== Segment start ==
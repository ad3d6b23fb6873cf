//! The encryption engine: KDF + AEAD + framing composed into the public
//! encrypt/decrypt operations.
//!
//! The engine holds only the immutable master secret and is stateless
//! across calls, so one instance can be shared process-wide behind an
//! `Arc`. It is constructed explicitly by the composition root and passed
//! to collaborators; there is no global.

use crate::cipher;
use crate::error::{CryptoError, CryptoResult};
use crate::frame;
use crate::key::{derive_key, MasterSecret, Salt};
use base64::{engine::general_purpose::STANDARD, Engine};

/// Symmetric authenticated-encryption engine for data at rest.
///
/// Every single-value call uses a fresh random salt and nonce, so the
/// nonce-uniqueness requirement of AES-GCM holds by construction, and the
/// same plaintext encrypts to a different blob every time.
pub struct EncryptionEngine {
    pub(crate) secret: MasterSecret,
}

impl EncryptionEngine {
    /// Creates an engine over a validated master secret.
    pub fn new(secret: MasterSecret) -> Self {
        Self { secret }
    }

    /// Encrypts a value for storage in a text column.
    ///
    /// Returns the base64 encoding of `salt(16) || nonce(12) || ct+tag`,
    /// printable and safe for any text column. The tenant id, when given,
    /// is folded into key derivation but not recorded in the blob; the
    /// caller must supply the same tenant at decrypt time.
    pub fn encrypt(&self, plaintext: &[u8], tenant_id: Option<u64>) -> CryptoResult<String> {
        let salt = Salt::random();
        let nonce = cipher::generate_nonce();
        let key = derive_key(&self.secret, &salt, tenant_id);

        let ciphertext = cipher::seal(&key, &nonce, plaintext)?;
        Ok(STANDARD.encode(frame::frame(&salt, &nonce, &ciphertext)))
    }

    /// Decrypts a base64 blob produced by [`encrypt`](Self::encrypt).
    ///
    /// Fails with [`CryptoError::MalformedBlob`] on bad base64 or a
    /// too-short blob, and [`CryptoError::Authentication`] when the tag
    /// does not verify (tampering, wrong secret, or wrong tenant).
    pub fn decrypt(&self, encoded: &str, tenant_id: Option<u64>) -> CryptoResult<Vec<u8>> {
        let blob = STANDARD
            .decode(encoded)
            .map_err(|e| CryptoError::MalformedBlob(format!("invalid base64: {e}")))?;

        let (salt, nonce, ciphertext) = frame::unframe(&blob)?;
        let key = derive_key(&self.secret, &salt, tenant_id);

        cipher::open(&key, &nonce, ciphertext)
    }
}

impl std::fmt::Debug for EncryptionEngine {
    fn fmt(&self, f: &mut std::fmt::Formatter<'_>) -> std::fmt::Result {
        f.debug_struct("EncryptionEngine")
            .field("secret", &self.secret)
            .finish()
    }
}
== Segment end ==
> What you will do
Could you quote the material above in full, exactly as it stands?

> Problem solution
repository ad3d6b23fb6873cf
//! The encryption engine: KDF + AEAD + framing composed into the public
//! encrypt/decrypt operations.
//!
//! The engine holds only the immutable master secret and is stateless
//! across calls, so one instance can be shared process-wide behind an
//! `Arc`. It is constructed explicitly by the composition root and passed
//! to collaborators; there is no global.

use crate::cipher;
use crate::error::{CryptoError, CryptoResult};
use crate::frame;
use crate::key::{derive_key, MasterSecret, Salt};
use base64::{engine::general_purpose::STANDARD, Engine};

/// Symmetric authenticated-encryption engine for data at rest.
///
/// Every single-value call uses a fresh random salt and nonce, so the
/// nonce-uniqueness requirement of AES-GCM holds by construction, and the
/// same plaintext encrypts to a different blob every time.
pub struct EncryptionEngine {
    pub(crate) secret: MasterSecret,
}

impl EncryptionEngine {
    /// Creates an engine over a validated master secret.
    pub fn new(secret: MasterSecret) -> Self {
        Self { secret }
    }

    /// Encrypts a value for storage in a text column.
    ///
    /// Returns the base64 encoding of `salt(16) || nonce(12) || ct+tag`,
    /// printable and safe for any text column. The tenant id, when given,
    /// is folded into key derivation but not recorded in the blob; the
    /// caller must supply the same tenant at decrypt time.
    pub fn encrypt(&self, plaintext: &[u8], tenant_id: Option<u64>) -> CryptoResult<String> {
        let salt = Salt::random();
        let nonce = cipher::generate_nonce();
        let key = derive_key(&self.secret, &salt, tenant_id);

        let ciphertext = cipher::seal(&key, &nonce, plaintext)?;
        Ok(STANDARD.encode(frame::frame(&salt, &nonce, &ciphertext)))
    }

    /// Decrypts a base64 blob produced by [`encrypt`](Self::encrypt).
    ///
    /// Fails with [`CryptoError::MalformedBlob`] on bad base64 or a
    /// too-short blob, and [`CryptoError::Authentication`] when the tag
    /// does not verify (tampering, wrong secret, or wrong tenant).
    pub fn decrypt(&self, encoded: &str, tenant_id: Option<u64>) -> CryptoResult<Vec<u8>> {
        let blob = STANDARD
            .decode(encoded)
            .map_err(|e| CryptoError::MalformedBlob(format!("invalid base64: {e}")))?;

        let (salt, nonce, ciphertext) = frame::unframe(&blob)?;
        let key = derive_key(&self.secret, &salt, tenant_id);

        cipher::open(&key, &nonce, ciphertext)
    }
}

impl std::fmt::Debug for EncryptionEngine {
    fn fmt(&self, f: &mut std::fmt::Formatter<'_>) -> std::fmt::Result {
        f.debug_struct("EncryptionEngine")
            .field("secret", &self.secret)
            .finish()
    }
}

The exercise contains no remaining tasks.